(Beginning of Available data)

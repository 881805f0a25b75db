pub mod http_mock;

use std::time::Duration;

use crmlookup::CrmConfig;

/// A config that talks only to mock servers: tokens from `token_url`, API
/// calls to `primary`, with `primary` and `legacy` as the canonical pair.
#[allow(dead_code)]
pub fn test_config(token_url: &str, primary: &str, legacy: &str) -> CrmConfig {
    let mut config = CrmConfig::new("cid", "client-secret");
    config.refresh_token = Some("rt-0".into());
    config.token_endpoint = token_url.to_string();
    config.api_base_url = primary.to_string();
    config.canonical_hosts = [primary.to_string(), legacy.to_string()];
    config.request_timeout = Duration::from_secs(5);
    config
}

/// Write `content` to `name` inside a fresh temp directory.
#[allow(dead_code)]
pub fn temp_dir_with(name: &str, content: &str) -> tempfile::TempDir {
    let dir = tempfile::tempdir().unwrap();
    std::fs::write(dir.path().join(name), content).unwrap();
    dir
}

(End of Available data)

### Task statement
The answer is a portion of the data. Write out exactly the line with "config.request_timeout = Duration::from_secs(5);" and all lines after it.

### Solution to this problem
    config.request_timeout = Duration::from_secs(5);
    config
}

/// Write `content` to `name` inside a fresh temp directory.
#[allow(dead_code)]
pub fn temp_dir_with(name: &str, content: &str) -> tempfile::TempDir {
    let dir = tempfile::tempdir().unwrap();
    std::fs::write(dir.path().join(name), content).unwrap();
    dir
}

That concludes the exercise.